If you are still following this series, you have hopefully successfully built your hardware setup from part 1 and survived an installation marathon of part 2. Until now, we have not written a single byte of Python code. It's time to change this.

Because I like to use the interactive possibilities of testing and debugging, I use the Python IDE “IDLE” which comes with the RevPi. We use the VNC connection to start it from the RevPi desktop:

Click on the red raspberry, then open “Programming” and click on Python 3 (IDLE). If you are interested in the discussion about using Python 2 or Python 3, you are welcome to dive into this “religious war” by googling and surfing on the internet. For now, simply follow me using Python 3 and I guarantee you will end up happy ;-)

If you have done so, a window with the “Python Shell” has opened:

The prompt “>>>” indicates, that the system is waiting to execute a Python expression. Python is an interpreted language, and nothing is compiled in advanced. Everything you type is executed. So type in the expression “4+5 <enter>, and you get the system’s answer “9”:

>>> 4+5

9

>>> 

I frequently use this possibility to execute a line of code when I’m not sure about the correct syntax or the type of result. E.g. typing 2^8 to get 2 to the power of 8 you get:

>>> 2^10

10

Showing you that the syntax is wrong whereas 2**8 results in what you want:

>>> 2**8

256

Don’t expect a Python reference or Python tutorial here. There is plenty of material for you on the internet, and I frequently consult the official documentation to find answers quickly.

Nearly all Python scripts have an “import” section at the beginning. This section tells the interpreter which libraries to use for the script. Python extensively uses libraries. I’m convinced that this concept of having a minimal set of common language elements and leaving the rest to libraries contributed to by a huge worldwide community is the core of the success of this language. It’s all about “Swarm intelligence”. If you have a particular problem, google for a Python lib, and there is a great chance to find it. That’s the case with the PID control algorithm. I found, e.g. “simple-pid”.  Before you can use a library, most of the time you need to install it on your system. I use my SSH session (PuTTY) to enter the shell command “sudo pip install simple-pid” (in the following screen dump the lib has already been installed):

By the way: I could also have used a terminal window on the RevPi desktop to do so:

“pip” is a great tool which tries to get the library from a central repository of the Python organisation and then install it on your system. Above we already have installed “python3-revpimodio2” and “revpipyload” from the KUNBUS repository using the Linux apt-get command.

If the installation has been successful, your expression to import these libs will not result in an error message:

>>> from simple_pid import PID

>>> import revpimodio2

Okay, now let’s write the script. We use the Python shell’s menu ”File” -> “New File” to open a new empty editor window and enter the import expressions as the first two lines. You will find that the editor tries to help you by marking Python keywords immediately in a different colour.
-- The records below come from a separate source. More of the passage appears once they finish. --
//! Application configuration for contractgen.
//!
//! User config lives at `~/.contractgen/contractgen.toml`.
//! CLI flags override config file values, which override defaults.

use std::collections::BTreeMap;
use std::path::{Path, PathBuf};

use serde::{Deserialize, Serialize};

use crate::error::{ContractGenError, Result};
use crate::reference::ReferenceData;

/// Default configuration file name.
const CONFIG_FILE_NAME: &str = "contractgen.toml";

/// Default config directory name under the user's home.
const CONFIG_DIR_NAME: &str = ".contractgen";

// ---------------------------------------------------------------------------
// Config structs (matching contractgen.toml schema)
// ---------------------------------------------------------------------------

/// Top-level application config, deserialized from TOML.
#[derive(Debug, Clone, Default, Serialize, Deserialize)]
pub struct AppConfig {
    /// Where templates, clauses, outputs and the database live.
    #[serde(default)]
    pub paths: PathsConfig,

    /// PDF rendering assets and options.
    #[serde(default)]
    pub pdf: PdfConfig,

    /// Request defaults.
    #[serde(default)]
    pub defaults: DefaultsConfig,

    /// Extra country alias → jurisdiction entries.
    #[serde(default)]
    pub country_aliases: BTreeMap<String, String>,
}

/// `[paths]` section. Relative paths resolve against the working directory.
#[derive(Debug, Clone, Serialize, Deserialize)]
pub struct PathsConfig {
    #[serde(default = "default_clause_dir")]
    pub clause_dir: PathBuf,

    #[serde(default = "default_legal_dir")]
    pub legal_dir: PathBuf,

    /// Master DOCX template with `{{TOKEN}}` markers.
    #[serde(default = "default_template_path")]
    pub template_path: PathBuf,

    /// Blob store directory for rendered documents.
    #[serde(default = "default_output_dir")]
    pub output_dir: PathBuf,

    #[serde(default = "default_database_path")]
    pub database_path: PathBuf,
}

impl Default for PathsConfig {
    fn default() -> Self {
        Self {
            clause_dir: default_clause_dir(),
            legal_dir: default_legal_dir(),
            template_path: default_template_path(),
            output_dir: default_output_dir(),
            database_path: default_database_path(),
        }
    }
}

fn default_clause_dir() -> PathBuf {
    "clauses".into()
}
fn default_legal_dir() -> PathBuf {
    "legal".into()
}
fn default_template_path() -> PathBuf {
    "templates/master_contract.docx".into()
}
fn default_output_dir() -> PathBuf {
    "generated".into()
}
fn default_database_path() -> PathBuf {
    "contracts.db".into()
}

/// `[pdf]` section.
#[derive(Debug, Clone, Serialize, Deserialize)]
pub struct PdfConfig {
    /// Logo embedded above the title; silently skipped when absent.
    #[serde(default = "default_logo_path", skip_serializing_if = "Option::is_none")]
    pub logo_path: Option<PathBuf>,

    /// TrueType font with Arabic presentation forms, for the bilingual title.
    #[serde(default, skip_serializing_if = "Option::is_none")]
    pub rtl_font_path: Option<PathBuf>,

    /// Render the bilingual title for every request.
    #[serde(default)]
    pub bilingual: bool,
}

impl Default for PdfConfig {
    fn default() -> Self {
        Self {
            logo_path: default_logo_path(),
            rtl_font_path: None,
            bilingual: false,
        }
    }
}

fn default_logo_path() -> Option<PathBuf> {
    Some("assets/logo.png".into())
}

/// `[defaults]` section.
#[derive(Debug, Clone, Serialize, Deserialize)]
pub struct DefaultsConfig {
    #[serde(default = "default_currency")]
    pub currency: String,

    #[serde(default = "default_duration")]
    pub duration: String,
}

impl Default for DefaultsConfig {
    fn default() -> Self {
        Self {
            currency: default_currency(),
            duration: default_duration(),
        }
    }
}

fn default_currency() -> String {
    "USD".into()
}
fn default_duration() -> String {
    "12 Months".into()
}

impl AppConfig {
    /// Build the immutable reference tables, merging configured aliases.
    pub fn reference_data(&self) -> ReferenceData {
        ReferenceData::with_aliases(&self.country_aliases)
    }

    /// Resolve every configured path against `base`.
    pub fn rebase(mut self, base: &Path) -> Self {
        let join = |p: &Path| {
            if p.is_absolute() {
                p.to_path_buf()
            } else {
                base.join(p)
            }
        };
        self.paths.clause_dir = join(&self.paths.clause_dir);
        self.paths.legal_dir = join(&self.paths.legal_dir);
        self.paths.template_path = join(&self.paths.template_path);
        self.paths.output_dir = join(&self.paths.output_dir);
        self.paths.database_path = join(&self.paths.database_path);
        self.pdf.logo_path = self.pdf.logo_path.as_deref().map(join);
        self.pdf.rtl_font_path = self.pdf.rtl_font_path.as_deref().map(join);
        self
    }
}

// ---------------------------------------------------------------------------
// Config loading
// ---------------------------------------------------------------------------

/// Get the path to the config directory (`~/.contractgen/`).
pub fn config_dir() -> Result<PathBuf> {
    let home = dirs::home_dir()
        .ok_or_else(|| ContractGenError::config("could not determine home directory"))?;
    Ok(home.join(CONFIG_DIR_NAME))
}

/// Get the path to the config file (`~/.contractgen/contractgen.toml`).
pub fn config_file_path() -> Result<PathBuf> {
    Ok(config_dir()?.join(CONFIG_FILE_NAME))
}

/// Load the application config from disk. Returns defaults if the file does not exist.
pub fn load_config() -> Result<AppConfig> {
    let path = config_file_path()?;

    if !path.exists() {
        tracing::debug!(?path, "config file not found, using defaults");
        return Ok(AppConfig::default());
    }

    load_config_from(&path)
}

/// Load the application config from a specific file path.
pub fn load_config_from(path: &Path) -> Result<AppConfig> {
    let content = std::fs::read_to_string(path).map_err(|e| ContractGenError::io(path, e))?;

    toml::from_str(&content).map_err(|e| {
        ContractGenError::config(format!("failed to parse {}: {e}", path.display()))
    })
}

/// Create the config directory and write a default config file.
/// Returns the path to the created file.
pub fn init_config() -> Result<PathBuf> {
    let path = config_file_path()?;
    init_config_at(&path)?;
    Ok(path)
}

/// Write a default config file at `path`, creating parent directories.
pub fn init_config_at(path: &Path) -> Result<()> {
    if let Some(dir) = path.parent() {
        if !dir.as_os_str().is_empty() {
            std::fs::create_dir_all(dir).map_err(|e| ContractGenError::io(dir, e))?;
        }
    }

    let config = AppConfig::default();
    let content =
        toml::to_string_pretty(&config).map_err(|e| ContractGenError::config(e.to_string()))?;

    std::fs::write(path, content).map_err(|e| ContractGenError::io(path, e))?;
    tracing::info!(?path, "created default config file");

    Ok(())
}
I hate losing time by a system crash, so I better save this file from time to time. You find the command under “File” -> “Save”. For following this instruction I recommend saving it to the “/home/pi” directory with name “myplc.py”.

Many libraries will be found on GitHub, and there you will also find documentation. Look here for our library. There we also find an example which makes it easy to understand the usage instantaneously. We follow the example and create an instance “TempController” of the PID object class by the expression:

TempController = PID(1,0.1,0.0, setpoint=250, output_limits=(0,100))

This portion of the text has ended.